Herodotus looked confused, and his face must have shown it.

"You have seen Tony Randall in The 7 Faces of Dr. Lao," Polly half-asked. When Herodotus shook his head, she continued, "Oh, you must! George Pal directed, Charles Beaumont script. It's a film that deserves beatification."

Then she returned to the matter at hand. "Acrobatics gives me a good workout and helps me keep the girlish figure you've been admiring when you thought I wasn't looking."

Herodotus blushed, but there was only pride in Polly's tone as she said, "Watch this."

There was a rope beside the trapeze, and Polly climbed a few feet up it until she could reach the bar, then transferred over. She started swinging back and forth, gathering momentum, until with one smooth motion she did a backflip that hooked her knees over the bar. She pulled herself first into a sitting position, then further up until she was standing legs apart on the bar. Herodotus started to clap, but she shushed him. "Oh, that's nothing," she said, the faintest touch of testiness to her voice. "Please hold your applause until the end of the act."

Leaning forward, she started to fall while, at the same time, bending at the waist and gripping the trapeze bar with both hands. Her momentum carried her around the bar one full turn, at which point she spread her legs upward until she was doing a handstand on the bar. She posed there, rock steady, for a good fifteen seconds, then suddenly let go and dropped straight down until, at the last instant, she caught her ankles at the ends of the trapeze bar where the ropes held it up. Then she slowly moved her left leg to the side, so her entire body was dangling simply by her right ankle.

She maintained that pose for another few seconds, just to prove it wasn't a fluke, then effortlessly bent upward and grasped the bar with her hands again. She leaned forward and back, using her body as a counterweight to start the trapeze swinging. The pendulum swings increased back and forth, higher with each successive arc. Then, at the apex of one swing, she let go and flew through the air. Her body quickly curled in and she did two complete revolutions before straightening out again and landing without a wobble in the center of the nearby tightrope.

"No applause," she reminded him, "but a small gasp of astonishment might be in order."

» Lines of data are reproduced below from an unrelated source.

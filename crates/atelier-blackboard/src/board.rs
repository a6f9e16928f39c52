use atelier_core::{
    AgentLog, Artifact, ArtifactKind, AtelierError, AtelierResult, EventBus, NewTask, SystemEvent,
    Task, TaskKind, TaskStatus,
};
use atelier_store::{Db, TaskStatusCounts};
use serde_json::json;
use tracing::{debug, info, warn};

/// Main tasks are always polled ahead of phase subtasks.
const MAIN_TASK_PRIORITY: i64 = 10;
const SUBTASK_PRIORITY: i64 = 5;

/// Upper bound on the parent chain. A longer chain means a cycle or
/// corruption; the walk fails loudly instead of looping.
const MAX_PARENT_DEPTH: usize = 32;

/// Retries allowed per task before `retry_task` refuses.
const MAX_TASK_RETRIES: u32 = 3;

/// A task joined with everything the board knows about it.
#[derive(Debug, Clone)]
pub struct TaskDetails {
    /// The task itself.
    pub task: Task,
    /// Direct children, in creation order.
    pub subtasks: Vec<Task>,
    /// Artifacts homed on this task.
    pub artifacts: Vec<Artifact>,
    /// Narration timeline.
    pub logs: Vec<AgentLog>,
}

/// Operator-facing snapshot of the board.
#[derive(Debug, Clone)]
pub struct BoardStats {
    /// Task counts per lifecycle state plus claim staleness.
    pub tasks: TaskStatusCounts,
    /// Total artifacts persisted.
    pub artifacts: u64,
    /// Total narration entries.
    pub logs: u64,
}

/// The shared task/artifact/log repository and task-lifecycle state
/// machine. The single source of truth agents read and write.
#[derive(Clone)]
pub struct Blackboard {
    db: Db,
    events: EventBus,
}

impl Blackboard {
    /// Wrap a store handle and an event bus.
    pub fn new(db: Db, events: EventBus) -> Self {
        Self { db, events }
    }

    /// The underlying store handle.
    pub fn db(&self) -> &Db {
        &self.db
    }

    /// Create a root task. Main tasks carry a fixed high priority and
    /// are never assigned to a single agent.
    pub fn create_main_task(
        &self,
        title: &str,
        description: &str,
        user_id: &str,
        context: serde_json::Value,
    ) -> AtelierResult<Task> {
        let task = self.db.insert_task(&NewTask {
            kind: TaskKind::Main,
            parent_id: None,
            title: title.to_string(),
            description: description.to_string(),
            priority: MAIN_TASK_PRIORITY,
            assigned_agent: None,
            dependencies: Vec::new(),
            context,
            user_id: user_id.to_string(),
        })?;
        self.db.insert_log(
            task.id,
            "blackboard",
            "task_created",
            "",
            &format!("main task created: {title}"),
            &json!({"kind": "main"}),
        )?;
        info!(task_id = task.id, title = %title, "Main task created");
        self.events.emit(SystemEvent::TaskCreated {
            task_id: task.id,
            agent: None,
        });
        Ok(task)
    }

    /// Create a child task targeted at one agent capability.
    pub fn create_subtask(
        &self,
        parent_id: i64,
        title: &str,
        description: &str,
        agent: &str,
        dependencies: Vec<i64>,
        context: serde_json::Value,
    ) -> AtelierResult<Task> {
        // The parent must exist; a dangling parent_id would break root
        // resolution for every artifact this subtask produces.
        let parent = self.db.require_task(parent_id)?;
        let task = self.db.insert_task(&NewTask {
            kind: TaskKind::Sub,
            parent_id: Some(parent_id),
            title: title.to_string(),
            description: description.to_string(),
            priority: SUBTASK_PRIORITY,
            assigned_agent: Some(agent.to_string()),
            dependencies,
            context,
            user_id: parent.user_id,
        })?;
        info!(task_id = task.id, parent_id, agent = %agent, "Subtask created");
        self.events.emit(SystemEvent::TaskCreated {
            task_id: task.id,
            agent: Some(agent.to_string()),
        });
        Ok(task)
    }

    /// Pending tasks for an agent, highest priority first, filtered to
    /// those whose every dependency is completed. Tasks with unmet
    /// dependencies are invisible to claimers.
    pub fn pending_tasks_for(&self, agent: &str) -> AtelierResult<Vec<Task>> {
        let mut tasks = self.db.pending_tasks_for_agent(agent)?;
        let mut gated = Vec::with_capacity(tasks.len());
        for task in tasks.drain(..) {
            if self.dependencies_met(&task)? {
                gated.push(task);
            }
        }
        Ok(gated)
    }

    fn dependencies_met(&self, task: &Task) -> AtelierResult<bool> {
        for dep_id in &task.dependencies {
            match self.db.get_task(*dep_id)? {
                Some(dep) if dep.status == TaskStatus::Completed => {}
                // Missing or unfinished dependency: not claimable.
                _ => return Ok(false),
            }
        }
        Ok(true)
    }

    /// Atomically claim a pending task for an agent. Returns `false`
    /// when another claimer won the race.
    pub fn claim_task(&self, id: i64, agent: &str) -> AtelierResult<bool> {
        let won = self.db.claim_task(id, agent)?;
        if won {
            debug!(task_id = id, agent = %agent, "Task claimed");
            self.db.insert_log(
                id,
                agent,
                "task_claimed",
                "",
                "claimed for processing",
                &serde_json::Value::Null,
            )?;
            self.events.emit(SystemEvent::TaskClaimed {
                task_id: id,
                agent: agent.to_string(),
            });
        }
        Ok(won)
    }

    /// Complete a task with its result and propagate to the parent.
    pub fn complete_task(
        &self,
        id: i64,
        agent: &str,
        result: serde_json::Value,
    ) -> AtelierResult<Task> {
        let task = self.db.mark_task_completed(id, &result)?;
        info!(task_id = id, agent = %agent, "Task completed");
        self.events.emit(SystemEvent::TaskCompleted {
            task_id: id,
            agent: agent.to_string(),
        });
        self.propagate_from(task.parent_id)?;
        self.db.require_task(id)
    }

    /// Fail a task with a message and propagate to the parent.
    pub fn fail_task(&self, id: i64, agent: &str, message: &str) -> AtelierResult<Task> {
        let task = self.db.mark_task_failed(id, message)?;
        warn!(task_id = id, agent = %agent, error = %message, "Task failed");
        self.events.emit(SystemEvent::TaskFailed {
            task_id: id,
            agent: agent.to_string(),
            error: message.to_string(),
        });
        self.propagate_from(task.parent_id)?;
        self.db.require_task(id)
    }

    /// Parent completion propagation: walk toward the root, re-reading
    /// the full child set at every level before deciding. Any failed
    /// child fails the parent; all children completed (and at least one
    /// child) completes the parent with an aggregate result. Idempotent
    /// and safe under concurrent sibling completions — the last writer's
    /// re-read wins.
    fn propagate_from(&self, parent_id: Option<i64>) -> AtelierResult<()> {
        let mut current = parent_id;
        let mut depth = 0usize;
        while let Some(pid) = current {
            depth += 1;
            if depth > MAX_PARENT_DEPTH {
                return Err(AtelierError::Blackboard(format!(
                    "parent chain exceeds max depth {MAX_PARENT_DEPTH} at task {pid}"
                )));
            }
            let children = self.db.children_of(pid)?;
            if children.is_empty() {
                break;
            }
            let failed = children.iter().find(|c| c.status == TaskStatus::Failed);
            let all_completed = children.iter().all(|c| c.status == TaskStatus::Completed);
            if let Some(failed_child) = failed {
                let message = format!(
                    "subtask {} failed: {}",
                    failed_child.id,
                    failed_child.error_message.as_deref().unwrap_or("unknown")
                );
                self.db.mark_task_failed(pid, &message)?;
                debug!(task_id = pid, "Parent marked failed by propagation");
            } else if all_completed {
                let aggregate = json!({
                    "subtask_count": children.len(),
                    "subtask_ids": children.iter().map(|c| c.id).collect::<Vec<_>>(),
                    "results": children.iter().map(|c| c.result.clone()).collect::<Vec<_>>(),
                });
                self.db.mark_task_completed(pid, &aggregate)?;
                debug!(task_id = pid, "Parent marked completed by propagation");
            } else {
                // Children still in flight: nothing to decide yet.
                break;
            }
            current = self.db.require_task(pid)?.parent_id;
        }
        Ok(())
    }

    /// Resolve a task to its root main task by walking `parent_id`.
    pub fn resolve_root(&self, task_id: i64) -> AtelierResult<Task> {
        let mut task = self.db.require_task(task_id)?;
        let mut depth = 0usize;
        while let Some(parent_id) = task.parent_id {
            depth += 1;
            if depth > MAX_PARENT_DEPTH {
                return Err(AtelierError::Blackboard(format!(
                    "parent chain exceeds max depth {MAX_PARENT_DEPTH} at task {task_id}"
                )));
            }
            task = self.db.require_task(parent_id)?;
        }
        Ok(task)
    }

    /// Persist an artifact, re-homed to the task's root main task.
    pub fn add_artifact(
        &self,
        task_id: i64,
        kind: ArtifactKind,
        name: &str,
        content: &str,
        agent: &str,
        metadata: serde_json::Value,
    ) -> AtelierResult<Artifact> {
        let root = self.resolve_root(task_id)?;
        let artifact = self
            .db
            .insert_artifact(root.id, kind, name, content, agent, &metadata)?;
        debug!(task_id = root.id, name = %name, kind = %kind, "Artifact created");
        self.events.emit(SystemEvent::ArtifactCreated {
            task_id: root.id,
            name: name.to_string(),
        });
        Ok(artifact)
    }

    /// All artifacts homed on a task.
    pub fn artifacts_for_task(&self, task_id: i64) -> AtelierResult<Vec<Artifact>> {
        self.db.artifacts_for_task(task_id)
    }

    /// The newest artifact of a kind (and optionally name), resolved
    /// against the task's root.
    pub fn latest_artifact(
        &self,
        task_id: i64,
        kind: ArtifactKind,
        name: Option<&str>,
    ) -> AtelierResult<Option<Artifact>> {
        let root = self.resolve_root(task_id)?;
        self.db.latest_artifact(root.id, kind, name)
    }

    /// Append a narration entry for a task.
    pub fn add_log(
        &self,
        task_id: i64,
        agent: &str,
        action: &str,
        thought: &str,
        observation: &str,
        metadata: serde_json::Value,
    ) -> AtelierResult<AgentLog> {
        self.db
            .insert_log(task_id, agent, action, thought, observation, &metadata)
    }

    /// A task joined with its subtasks, artifacts and logs.
    pub fn task_with_details(&self, id: i64) -> AtelierResult<Option<TaskDetails>> {
        let Some(task) = self.db.get_task(id)? else {
            return Ok(None);
        };
        Ok(Some(TaskDetails {
            subtasks: self.db.children_of(id)?,
            artifacts: self.db.artifacts_for_task(id)?,
            logs: self.db.logs_for_task(id)?,
            task,
        }))
    }

    /// Fetch a single task.
    pub fn get_task(&self, id: i64) -> AtelierResult<Option<Task>> {
        self.db.get_task(id)
    }

    /// Most recently created tasks.
    pub fn recent_tasks(&self, limit: usize) -> AtelierResult<Vec<Task>> {
        self.db.recent_tasks(limit)
    }

    /// Board-wide stats. Stuck `in_progress` claims show up here as
    /// `oldest_claim_age_ms`; there is no automatic requeue.
    pub fn stats(&self) -> AtelierResult<BoardStats> {
        Ok(BoardStats {
            tasks: self.db.task_status_counts()?,
            artifacts: self.db.artifact_count()?,
            logs: self.db.log_count()?,
        })
    }

    /// Re-queue a failed task as pending, bumping its retry counter.
    /// Returns `None` once the retry budget is exhausted.
    pub fn retry_task(&self, id: i64, reason: &str) -> AtelierResult<Option<Task>> {
        let task = self.db.require_task(id)?;
        let retries = task.retry_count();
        if retries >= MAX_TASK_RETRIES {
            warn!(task_id = id, retries, "Retry refused: budget exhausted");
            return Ok(None);
        }
        let mut context = match task.context {
            serde_json::Value::Object(map) => serde_json::Value::Object(map),
            _ => json!({}),
        };
        if let Some(map) = context.as_object_mut() {
            map.insert("retry_count".into(), json!(retries + 1));
            map.insert("retry_reason".into(), json!(reason));
        }
        if !self.db.requeue_failed_task(id, &context)? {
            // Not failed (anymore): nothing to retry.
            return Ok(None);
        }
        info!(task_id = id, retry = retries + 1, reason = %reason, "Task re-queued");
        self.events.emit(SystemEvent::TaskRetried {
            task_id: id,
            retry_count: retries + 1,
        });
        self.db.get_task(id)
    }
}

She didn't wait, though, but started walking back and forth along the length of the wire, moving as surely as though she were on solid ground. She moved to the center of the wire, bent her knees and did a backflip, then a second, then a third--each time landing confidently on her feet.

"Now comes the time for audience participation," she said. "There's a unicycle over there. Could you get it and hand it up to me, please?"

Herodotus went and got the unicycle, then handed it to her. She didn't bother to thank him, just balanced the wheel on the wire and mounted it delicately, then cycled back and forth twice from one end of the wire to the other.

After pedaling back to the center of the wire, she remained balancing there and said, "Now bring me that stick and that plate over there." Herodotus did so.

The stick was about three feet long and half an inch in diameter. She grabbed it about halfway up, put the plate on top of it and started the plate spinning. She pushed the rim with her hand, getting it going faster and faster. When she deemed it was at the proper speed, she grabbed the pole with both hands, leaned her head back, and carefully balanced the stick on her forehead. She took her hands away and held them out at both sides. Then she started cycling forward and back along the wire.

"This is where I impart to you the great secret of the universe," she said, never taking her eyes from the plate. "All the wisdom of the ancients boiled down to a single word: Balance. Stay in balance and the world's your oyster. Assuming you like oysters, that is, otherwise the whole metaphor's worthless."